The new Shorkie breed impressed with adorable looks and a colorful personality and was met with instant fame across Europe and the United States. The Shorkie is one of the top breeds in demand in the United Kingdom today. To learn a little more about the cute Shorkies, we can take a look at the history of their parent breeds.  

The Shih Tzu puppy, also known as the” lion dog” and “a dog of grace and kindness”, has been the favorite lapdog of high society families, royalty, emperors, and queens for hundreds of years. These lovely dogs originate from China where they were raised as companion pets throughout many dynasties. The Shih Tzu sports a long, luxurious, and elegant coat, and is famously known as a loving, easy-going, and sweet companion pet. Some of his hobbies include cuddling everything that moves, making new furry friends, and playing endlessly with kids. 
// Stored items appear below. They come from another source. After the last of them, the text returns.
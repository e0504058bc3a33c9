// src/services/session_store.rs
use std::{fmt::Debug, sync::Arc};

use serde::{Deserialize, Serialize};
use tokio::sync::{Mutex, RwLock};
use tracing::{info, warn};

use crate::error::Result;
use crate::services::storage::SessionStorage;

/// Authentication state. `role` only means something while `token` is set.
#[derive(Clone, Debug, Default, PartialEq, Eq, Serialize, Deserialize)]
pub struct Session {
    #[serde(default)]
    pub token: Option<String>,
    #[serde(default)]
    pub role: Option<String>,
}

impl Session {
    pub fn is_authenticated(&self) -> bool {
        self.token.as_deref().is_some_and(|t| !t.is_empty())
    }

    fn normalized(self) -> Self {
        if self.is_authenticated() {
            self
        } else {
            Session::default()
        }
    }
}

#[derive(Clone)]
pub struct SessionStore {
    inner: Arc<RwLock<Session>>,
    storage: Arc<dyn SessionStorage>,
    /// Held from the memory update until the storage write lands, so the
    /// persisted entry always matches the last mutation.
    write_lock: Arc<Mutex<()>>,
}

impl Debug for SessionStore {
    fn fmt(&self, f: &mut std::fmt::Formatter<'_>) -> std::fmt::Result {
        f.debug_struct("SessionStore").finish_non_exhaustive()
    }
}

impl SessionStore {
    /// Empty store on top of `storage`. Nothing is read.
    pub fn new(storage: Arc<dyn SessionStorage>) -> Self {
        Self::with_session(Session::default(), storage)
    }

    /// Restore whatever `storage` holds. Absent or malformed entries give an
    /// empty session.
    pub async fn load(storage: Arc<dyn SessionStorage>) -> Self {
        let session = storage
            .load()
            .await
            .map(|entry| entry.state.normalized())
            .unwrap_or_default();
        if session.is_authenticated() {
            info!(role = ?session.role, "restored persisted session");
        }
        Self::with_session(session, storage)
    }

    fn with_session(session: Session, storage: Arc<dyn SessionStorage>) -> Self {
        Self {
            inner: Arc::new(RwLock::new(session)),
            storage,
            write_lock: Arc::new(Mutex::new(())),
        }
    }

    /// Set token and role unconditionally, then persist. A failed write is
    /// returned as `ClientError::Storage`; memory keeps the new session.
    pub async fn login(&self, token: impl Into<String>, role: impl Into<String>) -> Result<()> {
        let _write = self.write_lock.lock().await;
        let snapshot = {
            let mut guard = self.inner.write().await;
            guard.token = Some(token.into());
            guard.role = Some(role.into());
            guard.clone()
        };
        self.persist(&snapshot).await
    }

    /// Clear both fields and persist the cleared state.
    pub async fn logout(&self) -> Result<()> {
        let _write = self.write_lock.lock().await;
        *self.inner.write().await = Session::default();
        self.persist(&Session::default()).await
    }

    /// Clear memory and drop the persisted entry altogether. If the entry
    /// cannot be removed it is overwritten with an empty session instead.
    pub async fn invalidate(&self) -> Result<()> {
        let _write = self.write_lock.lock().await;
        *self.inner.write().await = Session::default();

        let Err(e) = self.storage.clear().await else {
            return Ok(());
        };
        warn!(error = %e, "failed to remove persisted session; overwriting it");
        self.persist(&Session::default()).await
    }

    pub async fn is_authenticated(&self) -> bool {
        self.inner.read().await.is_authenticated()
    }

    pub async fn token(&self) -> Option<String> {
        let guard = self.inner.read().await;
        guard.token.clone().filter(|t| !t.is_empty())
    }

    pub async fn role(&self) -> Option<String> {
        let guard = self.inner.read().await;
        if guard.is_authenticated() {
            guard.role.clone()
        } else {
            None
        }
    }

    pub async fn snapshot(&self) -> Session {
        self.inner.read().await.clone()
    }

    async fn persist(&self, session: &Session) -> Result<()> {
        self.storage.save(session).await.inspect_err(|e| {
            warn!(error = %e, "failed to persist session");
        })
    }
}
// src/state.rs
use std::sync::Arc;

use crate::config::ClientConfig;
use crate::error::Result;
use crate::routes::Navigator;
use crate::services::{
    gateway::{Gateway, HttpTransport, Transport},
    message_store::MessageStore,
    session_store::SessionStore,
    storage::{FileStorage, SessionStorage},
};

/// Everything the views share. Handles are cheap clones over the same state.
#[derive(Clone, Debug)]
pub struct AppState {
    pub session: SessionStore,
    pub messages: MessageStore,
    pub navigator: Navigator,
    pub gateway: Gateway,
}

impl AppState {
    /// Restore the persisted session, then pick the first view from it.
    pub async fn new(storage: Arc<dyn SessionStorage>, transport: Arc<dyn Transport>) -> Self {
        let session = SessionStore::load(storage).await;
        let navigator = Navigator::for_session(&session).await;
        let gateway = Gateway::new(transport, session.clone(), navigator.clone());
        Self {
            session,
            messages: MessageStore::new(),
            navigator,
            gateway,
        }
    }

    pub async fn from_config(config: &ClientConfig) -> Result<Self> {
        let storage = Arc::new(FileStorage::new(&config.session_path));
        let transport = Arc::new(HttpTransport::new(&config.base_url, config.request_timeout)?);
        Ok(Self::new(storage, transport).await)
    }
}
The Yorkshire Terrier puppy, also known as Yorkie, is a dog of many talents. A cuddly lapdog that is fiercely loyal to his pet parents, a watchdog, a fast-learning student, a therapy dog, and an agile competitor in canine sports, the Yorkie makes quite the impression. The Yorkie has been the favorite companion pet in the Victorian age, a famous therapy dog during WW2, and a renowned show dog. Yorkies were developed in Yorkshire England during the 19th century and have been highly popular around the world ever since.  

The Shorkie designer puppy is recognized by the International Designer Canine Registry and the American Canine Hybrid Club. The American Kennel Club is yet to recognize mixed breeds.